Goal of the exercise:
Word by word and line by line, write out all of the records.
START Given entries
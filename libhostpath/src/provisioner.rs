//! Provisioner service trait and operation outcomes.
//!
//! The external provisioning controller drives these two operations; all
//! queueing, retry, and watch machinery lives there. Both operations are
//! stateless given their input — nothing is cached across calls.
//!
//! "Not mine" is modelled as an outcome variant rather than an error so the
//! controller can pattern-match the soft skip apart from real failures.

use async_trait::async_trait;
use serde::{Deserialize, Serialize};

use crate::error::HostPathError;
use crate::types::{ProvisionRequest, VolumeDescriptor};

/// Result of a provision call that did not hard-fail.
#[derive(Debug, Clone, Serialize, Deserialize)]
pub enum ProvisionOutcome {
    /// A volume was created; the descriptor is ready to be persisted.
    Provisioned(VolumeDescriptor),
    /// The claim is legitimately some other instance's responsibility.
    /// Ignorable: not an error, never retried here, nothing was created.
    NotMine {
        /// Why this instance declined, for controller-side logging only.
        reason: String,
    },
}

impl ProvisionOutcome {
    /// `true` for the soft skip variant.
    pub fn is_not_mine(&self) -> bool {
        matches!(self, Self::NotMine { .. })
    }
}

/// Result of a delete call that did not hard-fail.
#[derive(Debug, Clone, Serialize, Deserialize)]
pub enum DeleteOutcome {
    /// The backing directory is gone.
    Deleted,
    /// The volume belongs to a different provisioner identity. Ignorable:
    /// no data was touched.
    NotMine {
        /// Why this instance declined, for controller-side logging only.
        reason: String,
    },
}

impl DeleteOutcome {
    /// `true` for the soft skip variant.
    pub fn is_not_mine(&self) -> bool {
        matches!(self, Self::NotMine { .. })
    }
}

/// A node-local volume provisioner.
///
/// The controller may invoke these concurrently for *different* volume
/// names; implementations hold no shared mutable state, so disjoint backing
/// paths need no in-process locking.
#[async_trait]
pub trait Provisioner: Send + Sync {
    /// Decide whether this claim is ours and, if so, materialize a backing
    /// directory and return its descriptor.
    async fn provision(
        &self,
        req: ProvisionRequest,
    ) -> Result<ProvisionOutcome, HostPathError>;

    /// Verify ownership of a previously provisioned volume and reclaim its
    /// backing directory.
    async fn delete(
        &self,
        volume: &VolumeDescriptor,
    ) -> Result<DeleteOutcome, HostPathError>;
}
//! Document sources
//!
//! A source enumerates document identifiers in traversal order and reads each
//! one into a [`Document`]. The pipeline only sees the [`DocumentSource`]
//! trait, never the concrete origin.

use async_trait::async_trait;
use tracing::debug;

mod error;
mod github;
mod local;

pub use error::SourceError;
pub use github::{GithubLocation, GithubSource};
pub use local::LocalFileSource;

use crate::error::{Error, Result};

/// A document's identifier and decoded text, immutable once read
#[derive(Debug, Clone, PartialEq, Eq)]
pub struct Document {
    id: String,
    text: String,
}

impl Document {
    pub fn new(id: impl Into<String>, text: impl Into<String>) -> Self {
        Self {
            id: id.into(),
            text: text.into(),
        }
    }

    /// Decode raw bytes as UTF-8 text
    pub fn from_bytes(id: impl Into<String>, bytes: Vec<u8>) -> Result<Self> {
        let id = id.into();
        debug!(%id, len = bytes.len(), "Document::from_bytes: called");
        match String::from_utf8(bytes) {
            Ok(text) => Ok(Self { id, text }),
            Err(e) => Err(Error::Parse {
                document: id,
                reason: e.utf8_error().to_string(),
            }),
        }
    }

    pub fn id(&self) -> &str {
        &self.id
    }

    pub fn text(&self) -> &str {
        &self.text
    }

    /// True when the document holds no words at all
    pub fn is_empty(&self) -> bool {
        self.text.trim().is_empty()
    }
}

/// Where documents come from
#[async_trait]
pub trait DocumentSource: Send + Sync {
    /// Human-readable description for logs and status output
    fn describe(&self) -> String;

    /// Identifiers of every document, in traversal order
    async fn list(&self) -> Result<Vec<String>>;

    /// Read one listed document
    async fn fetch(&self, id: &str) -> Result<Document>;
}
END Given entries
Solution for this task:
filename libhostpath/src/provisioner.rs
//! Provisioner service trait and operation outcomes.
//!
//! The external provisioning controller drives these two operations; all
//! queueing, retry, and watch machinery lives there. Both operations are
//! stateless given their input — nothing is cached across calls.
//!
//! "Not mine" is modelled as an outcome variant rather than an error so the
//! controller can pattern-match the soft skip apart from real failures.

use async_trait::async_trait;
use serde::{Deserialize, Serialize};

use crate::error::HostPathError;
use crate::types::{ProvisionRequest, VolumeDescriptor};

/// Result of a provision call that did not hard-fail.
#[derive(Debug, Clone, Serialize, Deserialize)]
pub enum ProvisionOutcome {
    /// A volume was created; the descriptor is ready to be persisted.
    Provisioned(VolumeDescriptor),
    /// The claim is legitimately some other instance's responsibility.
    /// Ignorable: not an error, never retried here, nothing was created.
    NotMine {
        /// Why this instance declined, for controller-side logging only.
        reason: String,
    },
}

impl ProvisionOutcome {
    /// `true` for the soft skip variant.
    pub fn is_not_mine(&self) -> bool {
        matches!(self, Self::NotMine { .. })
    }
}

/// Result of a delete call that did not hard-fail.
#[derive(Debug, Clone, Serialize, Deserialize)]
pub enum DeleteOutcome {
    /// The backing directory is gone.
    Deleted,
    /// The volume belongs to a different provisioner identity. Ignorable:
    /// no data was touched.
    NotMine {
        /// Why this instance declined, for controller-side logging only.
        reason: String,
    },
}

impl DeleteOutcome {
    /// `true` for the soft skip variant.
    pub fn is_not_mine(&self) -> bool {
        matches!(self, Self::NotMine { .. })
    }
}

/// A node-local volume provisioner.
///
/// The controller may invoke these concurrently for *different* volume
/// names; implementations hold no shared mutable state, so disjoint backing
/// paths need no in-process locking.
#[async_trait]
pub trait Provisioner: Send + Sync {
    /// Decide whether this claim is ours and, if so, materialize a backing
    /// directory and return its descriptor.
    async fn provision(
        &self,
        req: ProvisionRequest,
    ) -> Result<ProvisionOutcome, HostPathError>;

    /// Verify ownership of a previously provisioned volume and reclaim its
    /// backing directory.
    async fn delete(
        &self,
        volume: &VolumeDescriptor,
    ) -> Result<DeleteOutcome, HostPathError>;
}
//! Document sources
//!
//! A source enumerates document identifiers in traversal order and reads each
//! one into a [`Document`]. The pipeline only sees the [`DocumentSource`]
//! trait, never the concrete origin.

use async_trait::async_trait;
use tracing::debug;

mod error;
mod github;
mod local;

pub use error::SourceError;
pub use github::{GithubLocation, GithubSource};
pub use local::LocalFileSource;

use crate::error::{Error, Result};

/// A document's identifier and decoded text, immutable once read
#[derive(Debug, Clone, PartialEq, Eq)]
pub struct Document {
    id: String,
    text: String,
}

impl Document {
    pub fn new(id: impl Into<String>, text: impl Into<String>) -> Self {
        Self {
            id: id.into(),
            text: text.into(),
        }
    }

    /// Decode raw bytes as UTF-8 text
    pub fn from_bytes(id: impl Into<String>, bytes: Vec<u8>) -> Result<Self> {
        let id = id.into();
        debug!(%id, len = bytes.len(), "Document::from_bytes: called");
        match String::from_utf8(bytes) {
            Ok(text) => Ok(Self { id, text }),
            Err(e) => Err(Error::Parse {
                document: id,
                reason: e.utf8_error().to_string(),
            }),
        }
    }

    pub fn id(&self) -> &str {
        &self.id
    }

    pub fn text(&self) -> &str {
        &self.text
    }

    /// True when the document holds no words at all
    pub fn is_empty(&self) -> bool {
        self.text.trim().is_empty()
    }
}

/// Where documents come from
#[async_trait]
pub trait DocumentSource: Send + Sync {
    /// Human-readable description for logs and status output
    fn describe(&self) -> String;

    /// Identifiers of every document, in traversal order
    async fn list(&self) -> Result<Vec<String>>;

    /// Read one listed document
    async fn fetch(&self, id: &str) -> Result<Document>;
}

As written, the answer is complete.